EXERCISE
Identify and copy all lines of the material where the string "ProcessSupervisor" is found.

--------

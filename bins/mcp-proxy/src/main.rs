use anyhow::{Context, Result};
use clap::Parser;
use std::path::PathBuf;
use std::time::Duration;
use tracing::{error, info};

use proxy_supervisor::{ArtifactSource, ProcessSupervisor, SupervisorConfig};

/// Supervising stdio proxy: keeps one MCP tool server running, restarts it on
/// crashes and rebuilds, and forwards stdio untouched.
#[derive(Parser, Debug)]
#[command(author, version, about, long_about = None)]
struct Args {
    /// Configuration file path (YAML)
    #[arg(short, long, value_name = "FILE")]
    config: Option<PathBuf>,

    /// Enable debug logging
    #[arg(short, long)]
    debug: bool,

    /// Command used to run the artifact (overrides config)
    #[arg(long, value_name = "CMD")]
    command: Option<String>,

    /// Artifact passed to the command (overrides config and environment)
    #[arg(long, value_name = "PATH")]
    artifact_path: Option<PathBuf>,

    /// Delay before a crash restart, in milliseconds
    #[arg(long, value_name = "N")]
    restart_delay_ms: Option<u64>,

    /// Crash restarts allowed before giving up
    #[arg(long, value_name = "N")]
    max_restart_attempts: Option<u32>,

    /// Time between SIGTERM and SIGKILL, in milliseconds
    #[arg(long, value_name = "N")]
    grace_timeout_ms: Option<u64>,

    /// Disable restarts on file changes
    #[arg(long)]
    no_watch: bool,

    /// Extra arguments appended after the artifact path
    #[arg(last = true, value_name = "EXTRA_ARGS")]
    extra_args: Vec<String>,
}

#[tokio::main]
async fn main() {
    let args = Args::parse();

    if let Err(e) = initialize_logging(args.debug) {
        eprintln!("Failed to initialize logging: {:#}", e);
        std::process::exit(1);
    }

    // Exit explicitly: the runtime would otherwise wait on the blocking stdin reader
    let code = match run(args).await {
        Ok(code) => code,
        Err(e) => {
            error!("Fatal error: {:#}", e);
            1
        }
    };
    std::process::exit(code);
}

async fn run(args: Args) -> Result<i32> {
    info!("Starting MCP proxy");

    let mut config = match &args.config {
        Some(path) => {
            info!("Config file: {}", path.display());
            SupervisorConfig::load_from_file(path)?
        }
        None => SupervisorConfig::default(),
    };

    config.apply_env_overrides();
    apply_cli_overrides(&mut config, &args);
    config.validate().context("Invalid configuration")?;

    match config.target.artifact_source {
        ArtifactSource::Environment => info!(
            "Using {} from environment: {}",
            config.target.artifact_path_env,
            config.target.artifact_path().display()
        ),
        ArtifactSource::Default => info!(
            "{} not set, using default: {}",
            config.target.artifact_path_env,
            config.target.artifact_path().display()
        ),
        source => info!(
            "Using artifact path from {}: {}",
            source,
            config.target.artifact_path().display()
        ),
    }
    info!("Target command: {}", config.target.command_line());

    let handle = ProcessSupervisor::new(config).start().await?;
    let report = handle.wait().await?;

    Ok(report.exit_code())
}

fn apply_cli_overrides(config: &mut SupervisorConfig, args: &Args) {
    if let Some(command) = &args.command {
        config.target.command = command.clone();
    }
    if let Some(path) = &args.artifact_path {
        config
            .target
            .set_artifact_path(path.clone(), ArtifactSource::CommandLine);
    }
    if let Some(ms) = args.restart_delay_ms {
        config.restart.delay = Duration::from_millis(ms);
    }
    if let Some(max) = args.max_restart_attempts {
        config.restart.max_attempts = max;
    }
    if let Some(ms) = args.grace_timeout_ms {
        config.shutdown.grace_timeout = Duration::from_millis(ms);
        config.shutdown.restart_grace_timeout = Duration::from_millis(ms);
    }
    if args.no_watch {
        config.watch.enabled = false;
    }
    if !args.extra_args.is_empty() {
        config.target.args.extend(args.extra_args.iter().cloned());
    }
}

fn initialize_logging(debug: bool) -> Result<()> {
    let level = if debug { "debug" } else { "info" };

    // stdout belongs to the child
    tracing_subscriber::fmt()
        .with_env_filter(
            tracing_subscriber::EnvFilter::try_from_default_env()
                .unwrap_or_else(|_| tracing_subscriber::EnvFilter::new(level)),
        )
        .with_writer(std::io::stderr)
        .with_target(false)
        .with_ansi(false)
        .try_init()
        .map_err(|e| anyhow::anyhow!("{}", e))?;

    Ok(())
}
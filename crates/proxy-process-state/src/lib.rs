use chrono::{DateTime, Utc};
use proxy_common::errors::{ProcessError, ProcessResult};
use serde::{Deserialize, Serialize};
use std::fmt;

/// Maximum number of transitions kept in the history.
const MAX_HISTORY: usize = 100;

/// Lifecycle state of the supervisor and its single child
#[derive(Debug, Clone, Copy, PartialEq, Eq, Serialize, Deserialize)]
pub enum SupervisorState {
    /// Constructed, nothing spawned yet
    Idle,
    /// A spawn attempt is in progress
    Spawning,
    /// A child is alive
    Running,
    /// No child alive; a restart is scheduled or about to be
    AwaitingRestart,
    /// Shutdown requested; waiting for the child to go away
    ShuttingDown,
    /// Final state, the supervisor is done
    Terminated,
}

impl fmt::Display for SupervisorState {
    fn fmt(&self, f: &mut fmt::Formatter<'_>) -> fmt::Result {
        match self {
            SupervisorState::Idle => write!(f, "idle"),
            SupervisorState::Spawning => write!(f, "spawning"),
            SupervisorState::Running => write!(f, "running"),
            SupervisorState::AwaitingRestart => write!(f, "awaiting_restart"),
            SupervisorState::ShuttingDown => write!(f, "shutting_down"),
            SupervisorState::Terminated => write!(f, "terminated"),
        }
    }
}

/// Supervisor state machine that validates and records transitions
#[derive(Debug, Clone)]
pub struct SupervisorStateMachine {
    name: String,
    current_state: SupervisorState,
    state_history: Vec<StateTransition>,
    last_transition_time: DateTime<Utc>,
}

/// Represents a state transition with timestamp and optional reason
#[derive(Debug, Clone, Serialize, Deserialize)]
pub struct StateTransition {
    pub from_state: SupervisorState,
    pub to_state: SupervisorState,
    pub timestamp: DateTime<Utc>,
    pub reason: Option<String>,
}

impl SupervisorStateMachine {
    /// Create a new state machine in the `Idle` state
    pub fn new(name: &str) -> Self {
        Self {
            name: name.to_string(),
            current_state: SupervisorState::Idle,
            state_history: Vec::new(),
            last_transition_time: Utc::now(),
        }
    }

    pub fn current_state(&self) -> SupervisorState {
        self.current_state
    }

    /// Get the state history (bounded, oldest first)
    pub fn state_history(&self) -> &[StateTransition] {
        &self.state_history
    }

    pub fn last_transition_time(&self) -> DateTime<Utc> {
        self.last_transition_time
    }

    /// Check if a transition from the current state to `target_state` is legal
    pub fn is_valid_transition(&self, target_state: SupervisorState) -> bool {
        use SupervisorState::*;

        match (self.current_state, target_state) {
            // From Idle
            (Idle, Spawning) => true,

            // From Spawning
            (Spawning, Running) => true,
            (Spawning, AwaitingRestart) => true,
            (Spawning, Terminated) => true,

            // From Running
            (Running, AwaitingRestart) => true,
            (Running, ShuttingDown) => true,

            // From AwaitingRestart
            (AwaitingRestart, Spawning) => true,
            (AwaitingRestart, ShuttingDown) => true,
            (AwaitingRestart, Terminated) => true,

            // From ShuttingDown
            (ShuttingDown, Terminated) => true,

            // Terminated is final, and nothing else is legal
            _ => false,
        }
    }

    /// Transition to a new state with optional reason
    pub fn transition_to(
        &mut self,
        target_state: SupervisorState,
        reason: Option<String>,
    ) -> ProcessResult<()> {
        if !self.is_valid_transition(target_state) {
            return Err(ProcessError::invalid_state(
                &self.name,
                format!("a valid transition to {:?}", target_state),
                format!("{:?}", self.current_state),
            ));
        }

        let now = Utc::now();
        let from_state = self.current_state;
        self.state_history.push(StateTransition {
            from_state,
            to_state: target_state,
            timestamp: now,
            reason,
        });

        self.current_state = target_state;
        self.last_transition_time = now;

        if self.state_history.len() > MAX_HISTORY {
            self.state_history.remove(0);
        }

        tracing::debug!(
            "{} transitioned from {:?} to {:?}",
            self.name,
            from_state,
            self.current_state
        );

        Ok(())
    }

    pub fn transition_to_spawning(&mut self) -> ProcessResult<()> {
        self.transition_to(SupervisorState::Spawning, Some("Spawn requested".to_string()))
    }

    pub fn transition_to_running(&mut self, pid: Option<u32>) -> ProcessResult<()> {
        let reason = match pid {
            Some(pid) => format!("Child started (pid {})", pid),
            None => "Child started".to_string(),
        };
        self.transition_to(SupervisorState::Running, Some(reason))
    }

    pub fn transition_to_awaiting_restart(&mut self, reason: String) -> ProcessResult<()> {
        self.transition_to(SupervisorState::AwaitingRestart, Some(reason))
    }

    pub fn transition_to_shutting_down(&mut self, reason: String) -> ProcessResult<()> {
        self.transition_to(SupervisorState::ShuttingDown, Some(reason))
    }

    pub fn transition_to_terminated(&mut self, reason: String) -> ProcessResult<()> {
        self.transition_to(SupervisorState::Terminated, Some(reason))
    }
}
//! Scenario: stdio is forwarded byte-for-byte
//!
//! Lines written to the proxy's stdin come back from the echoing target on
//! the proxy's stdout, and no proxy log line ever reaches stdout.

use e2e_tests::{get_proxy_path, proxy_args, ProxyProcess};
use std::time::Duration;
use tempfile::TempDir;

#[test]
fn test_stdio_passthrough() {
    println!("\n========================================");
    println!("TEST: Stdio Pass-through");
    println!("========================================\n");

    let dir = TempDir::new().unwrap();
    let args = proxy_args(
        &dir.path().join("main.js"),
        &["--no-watch", "--debug"],
        &["--banner".to_string(), "--echo".to_string()],
    );

    let mut proxy = ProxyProcess::new(dir.path());
    proxy.start(&get_proxy_path(), &args, &[]).unwrap();

    // Step 1: Wait for the target
    println!("Step 1: Waiting for target banner...");
    proxy
        .wait_for_stdout("started pid=", Duration::from_secs(10))
        .unwrap();
    println!("✓ Target running\n");

    // Step 2: Round-trip a JSON-RPC style message
    println!("Step 2: Writing a request to stdin...");
    let request = r#"{"jsonrpc":"2.0","id":1,"method":"tools/list"}"#;
    proxy.write_stdin(&format!("{}\n", request)).unwrap();
    let stdout = proxy
        .wait_for_stdout(request, Duration::from_secs(10))
        .unwrap();
    println!("✓ Request echoed back\n");

    // Step 3: stdout only carries target output
    println!("Step 3: Verifying stdout carries no logs...");
    for line in stdout.lines() {
        assert!(
            line.starts_with("started pid=") || line == request,
            "unexpected stdout line: {:?}",
            line
        );
    }
    assert_eq!(proxy.shutdown(Duration::from_secs(15)).unwrap(), Some(0));
    assert!(proxy.has_log_matching("Target process started successfully"));
    println!("✓ Logs went to stderr only\n");

    println!("========================================");
    println!("✓ TEST PASSED: Stdio Pass-through");
    println!("========================================\n");
}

--------

RESULT
use proxy_supervisor::{ArtifactSource, ProcessSupervisor, SupervisorConfig};
    let handle = ProcessSupervisor::new(config).start().await?;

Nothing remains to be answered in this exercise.